This is the base DDS reinstatement fee for most DUI-related suspensions in Georgia. The fee applies even if you held an LDP during the suspension — the LDP does not waive or reduce reinstatement costs.

Georgia Department of Driver Services fee schedule

Two Separate Systems Running Concurrently

Georgia operates a dual-track system: DDS administers the suspension itself, and the Superior Court grants the Limited Driving Permit. These are separate authorities with separate rules. DDS suspends your license for a fixed period based on your offense — typically 12 months for a first DUI, longer for repeat offenses or aggravating factors. The court evaluates your petition for an LDP and decides whether to grant restricted driving privileges for essential purposes like work, school, medical appointments, and court-ordered programs.

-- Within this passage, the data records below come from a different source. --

//! Booking repository
//!
//! Bookings reference their room by hex-string id. The owner listing
//! joins the rooms collection back through `$toObjectId`; a dangling or
//! malformed reference degrades to an empty `roomDetails` array
//! (`$convert` with `onError: null`) instead of failing the pipeline.

use crate::domain::{BookingWithRoom, CreateBookingInput};
use crate::error::Result;
use crate::repository::{BOOKINGS, ROOMS};
use async_trait::async_trait;
use futures::TryStreamExt;
use mongodb::bson::{doc, oid::ObjectId, Bson, Document};
use mongodb::{Collection, Database};

#[cfg_attr(test, mockall::automock)]
#[async_trait]
pub trait BookingRepository: Send + Sync {
    async fn insert(&self, input: &CreateBookingInput) -> Result<ObjectId>;
    async fn list_by_owner(&self, email: &str) -> Result<Vec<BookingWithRoom>>;
    /// Applies only `bookingDate`. Returns the modified-document count.
    async fn set_booking_date(&self, id: ObjectId, booking_date: &str) -> Result<u64>;
    /// Returns the deleted-document count.
    async fn delete(&self, id: ObjectId) -> Result<u64>;
    /// Sets the monotonic `reviewed` flag. Returns the modified count.
    async fn mark_reviewed(&self, id: ObjectId) -> Result<u64>;
}

pub struct BookingRepositoryImpl {
    bookings: Collection<Document>,
}

impl BookingRepositoryImpl {
    pub fn new(db: Database) -> Self {
        Self {
            bookings: db.collection(BOOKINGS),
        }
    }
}

#[async_trait]
impl BookingRepository for BookingRepositoryImpl {
    async fn insert(&self, input: &CreateBookingInput) -> Result<ObjectId> {
        let id = ObjectId::new();
        let document = doc! {
            "_id": id,
            "roomId": &input.room_id,
            "userEmail": &input.user_email,
            "bookingDate": &input.booking_date,
            "reviewed": false,
        };
        self.bookings.insert_one(document).await?;
        Ok(id)
    }

    async fn list_by_owner(&self, email: &str) -> Result<Vec<BookingWithRoom>> {
        let pipeline = vec![
            doc! { "$match": { "userEmail": email } },
            doc! { "$addFields": {
                "roomObjectId": { "$convert": {
                    "input": "$roomId",
                    "to": "objectId",
                    "onError": Bson::Null,
                } },
            } },
            doc! { "$lookup": {
                "from": ROOMS,
                "localField": "roomObjectId",
                "foreignField": "_id",
                "as": "roomDetails",
            } },
            doc! { "$addFields": {
                "_id": { "$toString": "$_id" },
                "roomDetails": { "$map": {
                    "input": "$roomDetails",
                    "as": "room",
                    "in": { "$mergeObjects": [
                        "$$room",
                        { "_id": { "$toString": "$$room._id" } },
                    ] },
                } },
            } },
            doc! { "$project": { "roomObjectId": 0 } },
        ];

        let cursor = self
            .bookings
            .aggregate(pipeline)
            .with_type::<BookingWithRoom>()
            .await?;
        Ok(cursor.try_collect().await?)
    }

    async fn set_booking_date(&self, id: ObjectId, booking_date: &str) -> Result<u64> {
        let result = self
            .bookings
            .update_one(
                doc! { "_id": id },
                doc! { "$set": { "bookingDate": booking_date } },
            )
            .await?;
        Ok(result.modified_count)
    }

    async fn delete(&self, id: ObjectId) -> Result<u64> {
        let result = self.bookings.delete_one(doc! { "_id": id }).await?;
        Ok(result.deleted_count)
    }

    async fn mark_reviewed(&self, id: ObjectId) -> Result<u64> {
        let result = self
            .bookings
            .update_one(doc! { "_id": id }, doc! { "$set": { "reviewed": true } })
            .await?;
        Ok(result.modified_count)
    }
}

The LDP approval does not communicate back to DDS as a suspension modification. The suspension clock continues. The LDP simply authorizes you to drive within the court-defined restrictions while the suspension runs. When the suspension period ends, the LDP terminates automatically, and you must initiate the full reinstatement process with DDS to restore an unrestricted license.

This structure creates a cost stack most drivers don't anticipate. You pay the court's LDP application fee, typically around $25 in Georgia. You pay for SR-22 insurance filing and maintain it throughout the suspension period — 3 years post-conviction for most DUI cases. You pay ignition interlock device installation and monthly monitoring fees if the court requires IID as a condition of the LDP. Then, at the end of the suspension, you pay the $200 DDS reinstatement fee, complete any required DUI Risk Reduction Program courses if you haven't already, and verify continuous SR-22 coverage to get your unrestricted license back.

The LDP expires the day your suspension period ends — you cannot renew it, and driving without completing reinstatement after that date is driving on a suspended license.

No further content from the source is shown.